Reviewer #3 (Public Review):

A landmark work (Chouhan et al., 2022) from the Sehgal group previously investigated the relationship between sleep and long-term memory formation by dissecting the role of mushroom body intrinsic neurons, extrinsic neurons, and output neurons during sleep-dependent and sleep-independent memory consolidation. In this manuscript, Li et al., profiled transcriptome in the anterior-posterior (ap) α'/β' neurons and identified genes that are differentially expressed after training in fed condition, which supports sleep-dependent memory formation. By knocking down candidate genes systematically, the authors identified Polr1F and Regnase-1 as two important hits that play potential roles in sleep and memory formation. What is the function of sleep and how to create a memory are two long-standing questions in science. The present study used a creative approach to identify novel components that may link sleep and memory consolidation in a specific type of neuron. Importantly, these components implicated that RNA processing may play a role in these processes.

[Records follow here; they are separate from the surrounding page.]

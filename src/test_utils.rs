//! Finite-difference gradient checking.

use crate::array::Array;
use crate::error::Error;
use crate::tape::Tape;
use crate::variable::Variable;

/// Checks the analytical gradient of `target` against central differences.
///
/// `func` must build a scalar loss on the tape it is given, reading
/// `target` (and any other variables it captures). It is called once for
/// the analytical pass and twice per element of `target` with a fresh tape
/// each time. `target`'s value is restored afterwards and its gradient is
/// left holding the analytical result.
///
/// Each element's error is `|a - n| / max(1, |a|, |n|)`. Returns
/// `Error::GradientCheckError` when the largest one exceeds `tolerance`.
pub fn check_gradient<F>(func: F, target: &Variable, epsilon: f32, tolerance: f32) -> Result<(), Error>
where
    F: Fn(&mut Tape) -> Result<Variable, Error>,
{
    let analytical = compute_analytical_gradient(&func, target)?;
    let numerical = compute_numerical_gradient(&func, target, epsilon)?;
    compare_gradients(&analytical, &numerical, tolerance)
}

fn compute_analytical_gradient<F>(func: &F, target: &Variable) -> Result<Vec<f32>, Error>
where
    F: Fn(&mut Tape) -> Result<Variable, Error>,
{
    target.clear_grad();
    let mut tape = Tape::new();
    let loss = func(&mut tape)?;
    tape.backward(&loss)?;
    Ok(target.grad_or_zeros()?.to_vec())
}

fn evaluate<F>(func: &F) -> Result<f32, Error>
where
    F: Fn(&mut Tape) -> Result<Variable, Error>,
{
    let mut tape = Tape::new();
    tape.set_recording(false);
    let loss = func(&mut tape)?;
    let values = loss.to_vec()?;
    match values.as_slice() {
        [v] => Ok(*v),
        _ => Err(Error::NonScalarLoss {
            name: loss.name(),
            shape: loss.shape()?,
        }),
    }
}

fn compute_numerical_gradient<F>(func: &F, target: &Variable, epsilon: f32) -> Result<Vec<f32>, Error>
where
    F: Fn(&mut Tape) -> Result<Variable, Error>,
{
    let original = target.value()?.clone();
    let shape = original.shape().to_vec();
    let data = original.to_vec();

    let perturbed_loss = |i: usize, delta: f32| -> Result<f32, Error> {
        let mut perturbed = data.clone();
        perturbed[i] += delta;
        target.set_value(Array::from_vec(perturbed, &shape)?);
        evaluate(func)
    };

    let numerical = (0..data.len())
        .map(|i| Ok((perturbed_loss(i, epsilon)? - perturbed_loss(i, -epsilon)?) / (2.0 * epsilon)))
        .collect::<Result<Vec<f32>, Error>>();
    target.set_value(original);
    numerical
}

fn compare_gradients(analytical: &[f32], numerical: &[f32], tolerance: f32) -> Result<(), Error> {
    if analytical.len() != numerical.len() {
        return Err(Error::InternalLogicError(format!(
            "Gradient size mismatch: analytical size={}, numerical size={}",
            analytical.len(),
            numerical.len()
        )));
    }

    let mut max_rel_err = 0.0;
    let mut max_abs_err = 0.0;
    let mut max_err_idx = 0;

    for (i, (a, n)) in analytical.iter().zip(numerical.iter()).enumerate() {
        let abs_err = (a - n).abs();
        // relative for large entries, absolute below magnitude 1
        let rel_err = abs_err / a.abs().max(n.abs()).max(1.0);
        if rel_err > max_rel_err {
            max_rel_err = rel_err;
            max_abs_err = abs_err;
            max_err_idx = i;
        }
    }

    if max_rel_err <= tolerance {
        Ok(())
    } else {
        Err(Error::GradientCheckError {
            analytical: analytical.to_vec(),
            numerical: numerical.to_vec(),
            max_rel_error: max_rel_err,
            max_abs_error: max_abs_err,
            at_index: max_err_idx,
        })
    }
}
use serde::{Deserialize, Serialize};

// Validate endpoint request format
#[derive(Deserialize, Serialize, Clone, Debug, Default)]
pub struct ValidationRequest {
    #[serde(default)]
    pub idea: Option<String>,
}

impl ValidationRequest {
    // Trimmed idea text, None when absent or blank
    pub fn idea(&self) -> Option<&str> {
        self.idea.as_deref().map(str::trim).filter(|s| !s.is_empty())
    }
}

// Validate endpoint response format
#[derive(Deserialize, Serialize, Clone, Debug)]
pub struct ValidationResponse {
    pub result: String,
}

// Gemini generateContent request format
#[derive(Serialize, Deserialize, Clone, Debug)]
pub struct GenerateContentRequest {
    pub contents: Vec<Content>,
}

impl GenerateContentRequest {
    pub fn from_prompt(prompt: &str) -> Self {
        Self {
            contents: vec![Content {
                parts: vec![Part {
                    text: Some(prompt.to_string()),
                }],
            }],
        }
    }
}

#[derive(Serialize, Deserialize, Clone, Debug, Default)]
pub struct Content {
    #[serde(default)]
    pub parts: Vec<Part>,
}

#[derive(Serialize, Deserialize, Clone, Debug, Default)]
pub struct Part {
    #[serde(default, skip_serializing_if = "Option::is_none")]
    pub text: Option<String>,
}

// Gemini generateContent response format, only the fields we read
#[derive(Deserialize, Serialize, Clone, Debug, Default)]
pub struct GenerateContentResponse {
    #[serde(default)]
    pub candidates: Vec<Candidate>,
}

#[derive(Deserialize, Serialize, Clone, Debug, Default)]
pub struct Candidate {
    #[serde(default)]
    pub content: Option<Content>,
}

impl GenerateContentResponse {
    // candidates[0].content.parts[0].text
    pub fn first_text(self) -> Option<String> {
        self.candidates
            .into_iter()
            .next()?
            .content?
            .parts
            .into_iter()
            .next()?
            .text
            .filter(|t| !t.is_empty())
    }
}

While I am enthusiastic about the innovative approach employed to identify RNA processing genes involved in sleep regulation and memory consolidation, I feel that the data presented in the manuscript is insufficient to support the claim that these two genes establish a definitive link between sleep and memory consolidation. First, the developmental role of Regnase-1 in reducing sleep remains unclear because knocking down Regnase-1 using the GeneSwitch system produced neither acute nor chronic sleep loss phenotype. To address potential confounding issues caused by the GeneSwtich system, I would suggest considering alternative methods, such as Gal80ts, to restrict the RNAi knockdown to adulthood. In addition, QPCR or other expression-measuring methods should be used to validate the specificity and efficiency of the knockdown. Further testing of additional RNAi fly lines and conducting overexpression experiments would also lend credibility to the phenotypes. Second, while constitutive Regnase-1 knockdown produced robust phenotypes for both sleep-dependent and sleep-independent memory, it also led to a severe short-term memory phenotype. This raises the possibility that flies with constitutive Regnase-1 knockdown are poor learners, thereby having little memory to consolidate. The defect in learning could be simply caused by chronic sleep loss before training. Thus, this set of results does not substantiate a strong link between sleep and long-term memory consolidation. Lastly, the discussion on the sequential function of training, sleep, and RNA processing on memory consolidation appears to be speculative based on the present data. While the novel approach did provide novel candidate genes with functions in sleep, memory, and potentially their link, the manuscript would greatly benefit from carefully adjusting the conclusions and incorporating rigorous validations for the RNAi knockdown experiments.

Author Response:

We would like to express our gratitude for the valuable feedback provided by the editors and reviewers. In response to the reviewer's comments, we have outlined a plan to carry out additional experiments to bolster our paper's strength. Our primary objectives are to explore the developmental roles of both Porl1F and Regnase-1 and to provide further clarification regarding the involvement of Regnase-1 in memory consolidation. We will utilize the newly available Polr1F RNAi transgenes and confirm the efficacy of both the previous and new RNAi lines through quantitative polymerase chain reaction (qPCR) analysis. Additionally, we aim to investigate the impact of Regnase-1 overexpression on sleep and memory consolidation. We will also clarify some points that may not have been clear to reviewers.